DronesService Academies Swarm Challenge: Controlling drone swarms

Published 1 May 2017

UAVs and other robots have become increasingly affordable, capable, and available to both the U.S. military and adversaries alike. Enabling UAVs and similar assets to perform useful tasks under human supervision — that is, carrying out swarm tactics in concert with human teammates — holds tremendous promise to extend the advantages U.S. soldiers have in field operations. A persistent challenge in achieving this capability, however, has been scalability: enabling one operator to oversee multiple robotic platforms and have them perform highly autonomous behaviors without direct teleoperation. To help make effective swarm tactics a reality, DARPA created the Service Academies Swarm Challenge, a collaboration between the Agency and the three U.S. military Service academies.

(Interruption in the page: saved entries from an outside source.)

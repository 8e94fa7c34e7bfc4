use crate::time::{as_ns, now_ns};
use std::time::Duration;

/// Release clock of a periodic task.
///
/// Release points are kept on the absolute monotonic timeline so a cycle that
/// runs long eats into its own slack instead of shifting every later release.
/// When a task falls more than one whole period behind, the missed releases
/// are skipped rather than replayed back to back.
#[derive(Debug, Clone)]
pub struct PeriodicTimer {
    period_ns: u64,
    next_ns: u64,
}

impl PeriodicTimer {
    /// First release one period from now.
    pub fn new(period: Duration) -> Self {
        let period_ns = as_ns(period).max(1);
        Self {
            period_ns,
            next_ns: now_ns() + period_ns,
        }
    }

    /// First release on a period boundary at least two periods ahead,
    /// shifted by `offset`.
    ///
    /// Staggering the writers of different layers by a fraction of their
    /// period keeps them from all waking in the same instant.
    pub fn aligned(period: Duration, offset: Duration) -> Self {
        let period_ns = as_ns(period).max(1);
        let start = now_ns() + 2 * period_ns;
        Self {
            period_ns,
            next_ns: start - start % period_ns + as_ns(offset) % period_ns,
        }
    }

    #[inline]
    pub fn period(&self) -> Duration {
        Duration::from_nanos(self.period_ns)
    }

    /// Absolute monotonic time of the next release, in nanoseconds.
    #[inline]
    pub fn next_release_ns(&self) -> u64 {
        self.next_ns
    }

    #[inline]
    pub fn time_left(&self) -> Duration {
        Duration::from_nanos(self.next_ns.saturating_sub(now_ns()))
    }

    /// Sleep until the next release and advance by one period.
    pub fn wait_period(&mut self) {
        let now = now_ns();
        if now < self.next_ns {
            std::thread::sleep(Duration::from_nanos(self.next_ns - now));
        }
        self.advance(now_ns());
    }

    fn advance(&mut self, now: u64) {
        self.next_ns += self.period_ns;
        if now >= self.next_ns + self.period_ns {
            let behind = (now - self.next_ns) / self.period_ns;
            self.next_ns += behind * self.period_ns;
        }
    }
}

#[cfg(test)]
mod tests {
    use super::*;

    #[test]
    fn aligned_start_lands_on_boundary_plus_offset() {
        let period = Duration::from_millis(10);
        let t = PeriodicTimer::aligned(period, Duration::from_millis(3));
        assert_eq!(t.next_release_ns() % 10_000_000, 3_000_000);
        assert!(t.next_release_ns() > now_ns());
    }

    #[test]
    fn waits_roughly_one_period() {
        let mut t = PeriodicTimer::new(Duration::from_millis(5));
        let start = now_ns();
        t.wait_period();
        t.wait_period();
        let elapsed = now_ns() - start;
        assert!(elapsed >= 10_000_000, "elapsed {elapsed}");
    }

    #[test]
    fn skips_missed_releases() {
        let mut t = PeriodicTimer::new(Duration::from_millis(1));
        let first = t.next_release_ns();
        t.advance(first + 10_500_000);
        assert!(t.next_release_ns() + 1_000_000 > first + 10_500_000);
        assert!(t.next_release_ns() <= first + 10_500_000);
        assert_eq!((t.next_release_ns() - first) % 1_000_000, 0);
    }
}
//! A device without hardware: a pressure blob sweeping over every layer.

use dermis_config::{DeviceConfig, LayerConfig};
use dermis_core::{
    DeviceDriver, DeviceRegistration, Fill, LayerDetails, SENSOR_RESPONSE_MAX, SensorId,
    SensorResponse, SlotWriter,
};
use std::sync::Arc;

pub struct VirtualDevice {
    layers: Vec<LayerConfig>,
}

impl VirtualDevice {
    pub fn registration(cfg: &DeviceConfig) -> DeviceRegistration {
        let (sensors, modules, patches) = cfg.layers.iter().fold((0u32, 0u32, 0u32), |(s, m, p), l| {
            (s + l.sensors, m + l.modules, p + l.patches)
        });
        DeviceRegistration {
            name: cfg.name.clone(),
            layer_count: cfg.layers.len() as u32,
            sensor_count: sensors,
            module_count: modules,
            patch_count: patches,
            driver: Arc::new(VirtualDevice {
                layers: cfg.layers.clone(),
            }),
        }
    }

    /// Used when the configuration names no device.
    pub fn fallback() -> DeviceConfig {
        DeviceConfig {
            name: "virtual".into(),
            layers: vec![LayerConfig {
                name: "virtual-0".into(),
                sensors: 64,
                modules: 4,
                patches: 1,
                rate_hz: 50,
                buffer_count: 0,
            }],
        }
    }
}

impl DeviceDriver for VirtualDevice {
    fn details(&self, layer: usize) -> LayerDetails {
        match self.layers.get(layer) {
            Some(l) => LayerDetails {
                name: l.name.clone(),
                sensor_count: l.sensors,
                module_count: l.modules,
                patch_count: l.patches,
                acquisition_rate: l.rate_hz,
                buffer_count: l.buffer_count,
            },
            // Zero sensors marks the device bad.
            None => LayerDetails {
                name: format!("missing-{layer}"),
                sensor_count: 0,
                module_count: 0,
                patch_count: 0,
                acquisition_rate: 0,
                buffer_count: 0,
            },
        }
    }

    fn filler(&self, _layer: usize) -> Box<dyn Fill> {
        Box::new(Sweep::default())
    }
}

#[derive(Default)]
struct Sweep {
    frame: u64,
}

impl Sweep {
    fn response(&self, raw: SensorId, sensors: usize) -> SensorResponse {
        let center = (self.frame % sensors as u64) as usize;
        let raw = usize::from(raw);
        let d = raw.abs_diff(center).min(sensors - raw.abs_diff(center));
        SENSOR_RESPONSE_MAX.checked_shr(4 * d as u32).unwrap_or(0)
    }
}

impl Fill for Sweep {
    fn fill(&mut self, slot: &SlotWriter<'_>, sensor_map: &[SensorId]) -> dermis_core::Result<()> {
        self.frame += 1;
        for (pos, raw) in sensor_map.iter().enumerate() {
            slot.set(pos, self.response(*raw, sensor_map.len()));
        }
        Ok(())
    }
}

#[cfg(test)]
mod tests {
    use super::*;

    #[test]
    fn registration_sums_layer_shapes() {
        let mut cfg = VirtualDevice::fallback();
        cfg.layers.push(LayerConfig {
            name: "virtual-1".into(),
            sensors: 8,
            modules: 2,
            patches: 1,
            rate_hz: 10,
            buffer_count: 2,
        });
        let reg = VirtualDevice::registration(&cfg);
        assert_eq!(reg.layer_count, 2);
        assert_eq!(reg.sensor_count, 72);
        assert_eq!(reg.module_count, 6);
        assert_eq!(reg.patch_count, 2);
        assert_eq!(reg.driver.details(1).buffer_count, 2);
        assert_eq!(reg.driver.details(5).sensor_count, 0);
    }

    #[test]
    fn blob_peaks_under_the_sweep_and_wraps() {
        let sweep = Sweep { frame: 3 };
        assert_eq!(sweep.response(3, 16), SENSOR_RESPONSE_MAX);
        assert_eq!(sweep.response(4, 16), SENSOR_RESPONSE_MAX >> 4);
        assert_eq!(sweep.response(10, 16), 0);
        let wrapped = Sweep { frame: 15 };
        assert_eq!(wrapped.response(0, 16), SENSOR_RESPONSE_MAX >> 4);
    }
}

Military service academies compete to develop a platform for offensive and defensive swarm control // Source: theconversation.com

Small unmanned aerial vehicles (UAVs) and other robots have become increasingly affordable, capable, and available to both the U.S. military and adversaries alike. Enabling UAVs and similar assets to perform useful tasks under human supervision — that is, carrying out swarm tactics in concert with human teammates — holds tremendous promise to extend the advantages U.S. soldiers have in field operations. A persistent challenge in achieving this capability, however, has been scalability: enabling one operator to oversee multiple robotic platforms and have them perform highly autonomous behaviors without direct teleoperation.

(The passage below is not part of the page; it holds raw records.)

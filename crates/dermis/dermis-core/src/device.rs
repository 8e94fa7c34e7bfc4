//! Device drivers and the bookkeeping the engine keeps per device.

use dermis_icc::SlotWriter;
use dermis_types::{DeviceId, Result, SensorId};
use parking_lot::Mutex;
use serde::Serialize;
use std::sync::Arc;
use std::sync::atomic::{AtomicBool, Ordering};
use tracing::debug;

/// What a driver reports about one of its layers while structures are built.
#[derive(Debug, Clone, PartialEq, Eq)]
pub struct LayerDetails {
    pub name: String,
    pub sensor_count: u32,
    pub module_count: u32,
    pub patch_count: u32,
    /// Hz. 0 is replaced by 1.
    pub acquisition_rate: u32,
    /// 0 picks the configured default; values above `MAX_BUFFERS` are capped.
    pub buffer_count: usize,
}

/// Acquisition of one layer, called once per writer cycle.
pub trait Fill: Send {
    /// Write the current frame into `slot`.
    ///
    /// `sensor_map[j]` is the driver's raw sensor index whose reading belongs
    /// at position `j`. The map changes when the sensors are regionalized.
    fn fill(&mut self, slot: &SlotWriter<'_>, sensor_map: &[SensorId]) -> Result<()>;
}

impl<F> Fill for F
where
    F: FnMut(&SlotWriter<'_>, &[SensorId]) -> Result<()> + Send,
{
    fn fill(&mut self, slot: &SlotWriter<'_>, sensor_map: &[SensorId]) -> Result<()> {
        self(slot, sensor_map)
    }
}

/// A hardware (or virtual) backend owning one or more layers.
pub trait DeviceDriver: Send + Sync {
    /// Details of the device's `layer`-th layer.
    fn details(&self, layer: usize) -> LayerDetails;

    /// Told `true` when the engine starts relying on the driver and `false`
    /// once it no longer does; a driver must not go away while busy.
    fn busy(&self, _busy: bool) {}

    /// A fresh acquisition callback for the device's `layer`-th layer.
    fn filler(&self, layer: usize) -> Box<dyn Fill>;
}

/// Registration request of a device.
///
/// The counts are totals over all layers of the device; a revival must
/// declare exactly the same ones.
#[derive(Clone)]
pub struct DeviceRegistration {
    pub name: String,
    pub layer_count: u32,
    pub sensor_count: u32,
    pub module_count: u32,
    pub patch_count: u32,
    pub driver: Arc<dyn DeviceDriver>,
}

impl DeviceRegistration {
    pub(crate) fn shape(&self) -> Shape {
        Shape {
            layers: self.layer_count,
            sensors: self.sensor_count,
            modules: self.module_count,
            patches: self.patch_count,
        }
    }
}

#[derive(Debug, Clone, Copy, PartialEq, Eq, Serialize)]
pub(crate) struct Shape {
    pub layers: u32,
    pub sensors: u32,
    pub modules: u32,
    pub patches: u32,
}

#[derive(Debug, Clone, Copy, PartialEq, Eq, Serialize)]
#[serde(rename_all = "snake_case")]
pub enum DeviceState {
    /// Registered, structures not built yet.
    Initializing,
    /// Structures built, writers created but never resumed.
    Initialized,
    Working,
    Paused,
    /// Rejected while building structures; never acquires.
    Bad,
}

/// Result of a successful registration.
#[derive(Debug, Clone, Copy, PartialEq, Eq)]
pub struct Registered {
    pub id: DeviceId,
    /// A paused device came back under its old identity.
    pub revived: bool,
}

/// Per-device state shared with its writer tasks.
pub(crate) struct DeviceCell {
    pub id: DeviceId,
    pub name: String,
    /// The device mutex. Writers hold it while filling; revival swaps the
    /// driver under it.
    pub driver: Mutex<Arc<dyn DeviceDriver>>,
    busy: Mutex<u32>,
    bad_mark: AtomicBool,
}

impl DeviceCell {
    pub fn new(id: DeviceId, name: String, driver: Arc<dyn DeviceDriver>) -> Arc<Self> {
        Arc::new(Self {
            id,
            name,
            driver: Mutex::new(driver),
            busy: Mutex::new(0),
            bad_mark: AtomicBool::new(false),
        })
    }

    pub fn is_marked_bad(&self) -> bool {
        self.bad_mark.load(Ordering::Acquire)
    }

    pub fn set_bad_mark(&self, bad: bool) {
        self.bad_mark.store(bad, Ordering::Release);
    }

    pub fn busy_count(&self) -> u32 {
        *self.busy.lock()
    }
}

/// One in-flight use of a driver.
///
/// The first guard of a device calls `busy(true)`; dropping the last one
/// calls `busy(false)` on the same driver.
pub(crate) struct BusyGuard {
    cell: Arc<DeviceCell>,
    driver: Arc<dyn DeviceDriver>,
}

impl BusyGuard {
    pub fn new(cell: &Arc<DeviceCell>, driver: &Arc<dyn DeviceDriver>) -> Self {
        let mut busy = cell.busy.lock();
        *busy += 1;
        if *busy == 1 {
            driver.busy(true);
            debug!(device = %cell.name, "device busy");
        }
        drop(busy);
        Self {
            cell: Arc::clone(cell),
            driver: Arc::clone(driver),
        }
    }
}

impl Drop for BusyGuard {
    fn drop(&mut self) {
        let mut busy = self.cell.busy.lock();
        *busy -= 1;
        if *busy == 0 {
            self.driver.busy(false);
            debug!(device = %self.cell.name, "device idle");
        }
    }
}

#[cfg(test)]
pub(crate) mod testing {
    use super::*;
    use std::sync::atomic::AtomicU32;

    /// Driver with identical layers whose frames count cycles.
    pub struct CountingDriver {
        pub layers: u32,
        pub sensors: u32,
        pub rate: u32,
        pub buffers: usize,
        pub details_calls: AtomicU32,
        pub busy_calls: Mutex<Vec<bool>>,
        pub fail_fill: Arc<AtomicBool>,
    }

    impl CountingDriver {
        pub fn new(layers: u32, sensors: u32, rate: u32) -> Arc<Self> {
            Arc::new(Self {
                layers,
                sensors,
                rate,
                buffers: 3,
                details_calls: AtomicU32::new(0),
                busy_calls: Mutex::new(Vec::new()),
                fail_fill: Arc::new(AtomicBool::new(false)),
            })
        }

        pub fn registration(self: &Arc<Self>, name: &str) -> DeviceRegistration {
            DeviceRegistration {
                name: name.into(),
                layer_count: self.layers,
                sensor_count: self.layers * self.sensors,
                module_count: self.layers,
                patch_count: self.layers,
                driver: Arc::clone(self) as Arc<dyn DeviceDriver>,
            }
        }
    }

    impl DeviceDriver for CountingDriver {
        fn details(&self, layer: usize) -> LayerDetails {
            self.details_calls.fetch_add(1, Ordering::SeqCst);
            LayerDetails {
                name: format!("layer-{layer}"),
                sensor_count: self.sensors,
                module_count: 1,
                patch_count: 1,
                acquisition_rate: self.rate,
                buffer_count: self.buffers,
            }
        }

        fn busy(&self, busy: bool) {
            self.busy_calls.lock().push(busy);
        }

        fn filler(&self, _layer: usize) -> Box<dyn Fill> {
            let fail = Arc::clone(&self.fail_fill);
            let mut frame: u16 = 0;
            Box::new(move |slot: &SlotWriter<'_>, map: &[SensorId]| {
                if fail.load(Ordering::SeqCst) {
                    return Err(dermis_types::Error::Fail);
                }
                frame = frame.wrapping_add(1);
                for (pos, raw) in map.iter().enumerate() {
                    slot.set(pos, frame.wrapping_add(*raw));
                }
                Ok(())
            })
        }
    }
}

#[cfg(test)]
mod tests {
    use super::testing::CountingDriver;
    use super::*;

    #[test]
    fn busy_guard_reports_edges_only() {
        let driver = CountingDriver::new(1, 1, 10);
        let dyn_driver: Arc<dyn DeviceDriver> = driver.clone();
        let cell = DeviceCell::new(DeviceId(0), "d".into(), Arc::clone(&dyn_driver));

        let a = BusyGuard::new(&cell, &dyn_driver);
        let b = BusyGuard::new(&cell, &dyn_driver);
        assert_eq!(cell.busy_count(), 2);
        drop(a);
        assert_eq!(*driver.busy_calls.lock(), vec![true]);
        drop(b);
        assert_eq!(*driver.busy_calls.lock(), vec![true, false]);
        assert_eq!(cell.busy_count(), 0);
    }

    #[test]
    fn registration_totals_form_the_shape() {
        let driver = CountingDriver::new(2, 5, 10);
        let shape = driver.registration("x").shape();
        assert_eq!(
            shape,
            Shape {
                layers: 2,
                sensors: 10,
                modules: 2,
                patches: 2
            }
        );
    }
}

DARPA says that to help make effective swarm tactics a reality, DARPA created the Service Academies Swarm Challenge, a collaboration between the Agency and the three U.S. military Service academies — the U.S. Military Academy, the U.S. Naval Academy, and the U.S. Air Force Academy. An experiment at its heart, the research effort is designed to encourage students to develop innovative offensive and defensive tactics for swarms of small UAVs. Today the effort started its three-day Live-Fly Competition at Camp Roberts, a California Army National Guard post north of Paso Robles, California, which is hosting more than forty Cadets and Midshipmen to demonstrate the highly autonomous swarm tactics they have developed since work started in September.

“In less than eight months, you have shown yourselves to be dedicated and talented participants in a complex and timely research effort,” Timothy Chung, the DARPA program manager leading the Swarm Challenge, told the teams. “DARPA is proud to have you — our future warfighters and Service leaders — participating in this endeavor to explore offensive and defensive swarm tactics. Now is your chance to show each other, DARPA, and our invited Defense Department guests your precedent-setting work toward an important goal: helping future U.S. forces maintain superiority in tomorrow’s technological and mission environments.”

“Not to mention your chance to claim bragging rights over your rival academies,” he added.

Teams
DARPA notes that the Service Academies Swarm Challenge is the most recent example of how DARPA works to ensure the technological superiority of U.S. military forces by periodically engaging the U.S. military Service academies in research-oriented competitions. These competitions aim to cultivate the great potential of young officers-to-be and encourage their career-long collaboration with DARPA. In both 2014 and 2015, for example, DARPA conducted the DARPA Service Academy Innovation Challenge and the Service Academies Cyber Stakes.